*ACTIVITY*.
Copy each line of the records below, from the first through the one that contains "self.sequence.push(id);", exactly as written.

(Saved data entries)
'''

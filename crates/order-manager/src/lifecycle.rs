//! Order Lifecycle
//!
//! Synchronous order store. Every state change goes through the transition
//! methods on `Order`, so the status graph is enforced in one place; this
//! module adds lookup, logging and the collapsed submit-and-fill path used by
//! backtests.

use std::collections::HashMap;

use chrono::Duration;
use log::{debug, info, warn};
use meridian_core::{Order, OrderId, OrderRequest, OrderStatus, Price, Quantity, Timestamp};

use crate::error::{Error, Result};

#[derive(Debug, Default)]
pub struct OrderManager {
    orders: HashMap<OrderId, Order>,
    /// Creation order, for stable query results
    sequence: Vec<OrderId>,
}

impl OrderManager {
    pub fn new() -> Self {
        Self::default()
    }

    fn get_mut(&mut self, id: OrderId) -> Result<&mut Order> {
        self.orders.get_mut(&id).ok_or(Error::OrderNotFound(id))
    }

    /// Validate and store a new order in `Pending`
    pub fn create(&mut self, request: OrderRequest, at: Timestamp) -> Result<OrderId> {
        let order = Order::new(request, at)?;
        let id = order.id;
        info!(
            "[ORDER] Created {} {} {} {} ({:?})",
            order.client_order_id,
            order.side.as_str(),
            order.quantity,
            order.symbol,
            order.order_type
        );
        self.sequence.push(id);
        self.orders.insert(id, order);
        Ok(id)
    }

    pub fn mark_submitted(&mut self, id: OrderId, broker_order_id: &str, at: Timestamp) -> Result<()> {
        let order = self.get_mut(id)?;
        order.mark_submitted(broker_order_id, at)?;
        debug!("[ORDER] {} submitted as {}", order.client_order_id, broker_order_id);
        Ok(())
    }

    pub fn reject(&mut self, id: OrderId, message: &str, at: Timestamp) -> Result<()> {
        let order = self.get_mut(id)?;
        order.reject(message, at)?;
        warn!("[ORDER] {} rejected: {}", order.client_order_id, message);
        Ok(())
    }

    pub fn apply_fill(&mut self, id: OrderId, quantity: Quantity, price: Price, at: Timestamp) -> Result<()> {
        let order = self.get_mut(id)?;
        order.apply_fill(quantity, price, at)?;
        info!(
            "[ORDER] {} filled {} @ {} ({}/{})",
            order.client_order_id, quantity, price, order.filled_quantity, order.quantity
        );
        Ok(())
    }

    /// Apply a broker's cumulative fill report
    pub fn apply_cumulative_fill(
        &mut self,
        id: OrderId,
        cumulative: Quantity,
        avg_price: Price,
        at: Timestamp,
    ) -> Result<()> {
        let order = self.get_mut(id)?;
        let before = order.filled_quantity;
        order.apply_cumulative_fill(cumulative, avg_price, at)?;
        if order.filled_quantity > before {
            info!(
                "[ORDER] {} filled to {}/{} @ {}",
                order.client_order_id, order.filled_quantity, order.quantity, avg_price
            );
        }
        Ok(())
    }

    /// Cancel a live order; canceling a terminal order is an error
    pub fn cancel(&mut self, id: OrderId, at: Timestamp) -> Result<()> {
        let order = self.get_mut(id)?;
        order.cancel(at)?;
        info!("[ORDER] {} canceled", order.client_order_id);
        Ok(())
    }

    pub fn expire(&mut self, id: OrderId, at: Timestamp) -> Result<()> {
        let order = self.get_mut(id)?;
        order.expire(at)?;
        info!("[ORDER] {} expired", order.client_order_id);
        Ok(())
    }

    /// Create, submit and completely fill an order in one step
    ///
    /// For backtests, where there is no broker round trip.
    pub fn simulate_fill(&mut self, request: OrderRequest, price: Price, at: Timestamp) -> Result<Order> {
        let id = self.create(request, at)?;
        let order = self.get_mut(id)?;
        let broker_id = format!("sim-{}", order.client_order_id);
        order.mark_submitted(broker_id, at)?;
        let quantity = order.quantity;
        order.apply_fill(quantity, price, at)?;
        Ok(order.clone())
    }

    pub fn get(&self, id: OrderId) -> Option<&Order> {
        self.orders.get(&id)
    }

    pub fn find_by_client_id(&self, client_order_id: &str) -> Option<&Order> {
        self.orders.values().find(|o| o.client_order_id == client_order_id)
    }

    fn iter(&self) -> impl Iterator<Item = &Order> {
        self.sequence.iter().filter_map(|id| self.orders.get(id))
    }

    /// Orders not yet in a terminal state
    pub fn open_orders(&self) -> Vec<&Order> {
        self.iter().filter(|o| !o.status.is_terminal()).collect()
    }

    pub fn filled_orders(&self) -> Vec<&Order> {
        self.iter().filter(|o| o.status == OrderStatus::Filled).collect()
    }

    pub fn orders_for_symbol(&self, symbol: &str) -> Vec<&Order> {
        self.iter().filter(|o| o.symbol == symbol).collect()
    }

    pub fn orders_for_strategy(&self, strategy_id: &str) -> Vec<&Order> {
        self.iter()
            .filter(|o| o.strategy_id.as_deref() == Some(strategy_id))
            .collect()
    }

    /// Drop terminal orders created more than `days` before `now`
    pub fn clear_old_orders(&mut self, days: i64, now: Timestamp) -> usize {
        let cutoff = now - Duration::days(days);
        let before = self.orders.len();
        self.orders
            .retain(|_, o| !(o.status.is_terminal() && o.created_at < cutoff));
        let orders = &self.orders;
        self.sequence.retain(|id| orders.contains_key(id));

        let removed = before - self.orders.len();
        if removed > 0 {
            info!("[ORDER] Cleared {} orders older than {} days", removed, days);
        }
        removed
    }

    pub fn len(&self) -> usize {
        self.orders.len()
    }

    pub fn is_empty(&self) -> bool {
        self.orders.is_empty()
    }
}

#[cfg(test)]
mod tests {
    use super::*;
    use chrono::{TimeZone, Utc};
    use meridian_core::{OrderError, OrderType, Side};
    use rust_decimal_macros::dec;

    fn t0() -> Timestamp {
        Utc.with_ymd_and_hms(2024, 5, 1, 14, 0, 0).unwrap()
    }

    #[test]
    fn test_full_lifecycle() {
        let mut manager = OrderManager::new();
        let id = manager
            .create(OrderRequest::market("AAPL", Side::Buy, dec!(100)), t0())
            .unwrap();
        assert_eq!(manager.get(id).unwrap().status, OrderStatus::Pending);

        manager.mark_submitted(id, "B-1", t0()).unwrap();
        manager.apply_fill(id, dec!(40), dec!(10), t0()).unwrap();
        assert_eq!(manager.get(id).unwrap().status, OrderStatus::PartiallyFilled);
        assert_eq!(manager.open_orders().len(), 1);

        manager.apply_fill(id, dec!(60), dec!(11), t0()).unwrap();
        let order = manager.get(id).unwrap();
        assert_eq!(order.status, OrderStatus::Filled);
        assert_eq!(order.filled_avg_price, Some(dec!(10.6)));
        assert!(manager.open_orders().is_empty());
        assert_eq!(manager.filled_orders().len(), 1);
    }

    #[test]
    fn test_invalid_request_never_reaches_pending() {
        let mut manager = OrderManager::new();
        let request = OrderRequest::new("AAPL", Side::Buy, dec!(10), OrderType::Limit);
        let err = manager.create(request, t0()).unwrap_err();
        assert!(matches!(err, Error::Order(OrderError::MissingLimitPrice { .. })));
        assert!(manager.is_empty());
    }

    #[test]
    fn test_cancel_terminal_is_error() {
        let mut manager = OrderManager::new();
        let id = manager
            .create(OrderRequest::market("AAPL", Side::Buy, dec!(10)), t0())
            .unwrap();
        manager.reject(id, "insufficient buying power", t0()).unwrap();

        let err = manager.cancel(id, t0()).unwrap_err();
        assert!(matches!(err, Error::Order(OrderError::InvalidTransition { .. })));
        assert_eq!(
            manager.get(id).unwrap().error_message.as_deref(),
            Some("insufficient buying power")
        );
    }

    #[test]
    fn test_simulate_fill() {
        let mut manager = OrderManager::new();
        let order = manager
            .simulate_fill(
                OrderRequest::market("MSFT", Side::Buy, dec!(25)).with_strategy("bt"),
                dec!(300),
                t0(),
            )
            .unwrap();

        assert_eq!(order.status, OrderStatus::Filled);
        assert_eq!(order.filled_quantity, dec!(25));
        assert_eq!(order.filled_avg_price, Some(dec!(300)));
        let statuses: Vec<_> = order.transitions.iter().map(|t| t.to).collect();
        assert_eq!(
            statuses,
            vec![OrderStatus::Pending, OrderStatus::Submitted, OrderStatus::Filled]
        );
        assert_eq!(manager.orders_for_strategy("bt").len(), 1);
        assert_eq!(manager.orders_for_symbol("MSFT").len(), 1);
    }

    #[test]
    fn test_clear_old_orders_keeps_live_ones() {
        let mut manager = OrderManager::new();
        let old_filled = manager
            .simulate_fill(OrderRequest::market("A", Side::Buy, dec!(1)), dec!(10), t0())
            .unwrap()
            .id;
        let old_live = manager
            .create(OrderRequest::market("B", Side::Buy, dec!(1)), t0())
            .unwrap();
        manager.mark_submitted(old_live, "B-2", t0()).unwrap();

        let removed = manager.clear_old_orders(7, t0() + Duration::days(30));
        assert_eq!(removed, 1);
        assert!(manager.get(old_filled).is_none());
        assert!(manager.get(old_live).is_some());
    }
}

'''

*TASK RESPONSE*.
filename crates/order-manager/src/lifecycle.rs
//! Order Lifecycle
//!
//! Synchronous order store. Every state change goes through the transition
//! methods on `Order`, so the status graph is enforced in one place; this
//! module adds lookup, logging and the collapsed submit-and-fill path used by
//! backtests.

use std::collections::HashMap;

use chrono::Duration;
use log::{debug, info, warn};
use meridian_core::{Order, OrderId, OrderRequest, OrderStatus, Price, Quantity, Timestamp};

use crate::error::{Error, Result};

#[derive(Debug, Default)]
pub struct OrderManager {
    orders: HashMap<OrderId, Order>,
    /// Creation order, for stable query results
    sequence: Vec<OrderId>,
}

impl OrderManager {
    pub fn new() -> Self {
        Self::default()
    }

    fn get_mut(&mut self, id: OrderId) -> Result<&mut Order> {
        self.orders.get_mut(&id).ok_or(Error::OrderNotFound(id))
    }

    /// Validate and store a new order in `Pending`
    pub fn create(&mut self, request: OrderRequest, at: Timestamp) -> Result<OrderId> {
        let order = Order::new(request, at)?;
        let id = order.id;
        info!(
            "[ORDER] Created {} {} {} {} ({:?})",
            order.client_order_id,
            order.side.as_str(),
            order.quantity,
            order.symbol,
            order.order_type
        );
        self.sequence.push(id);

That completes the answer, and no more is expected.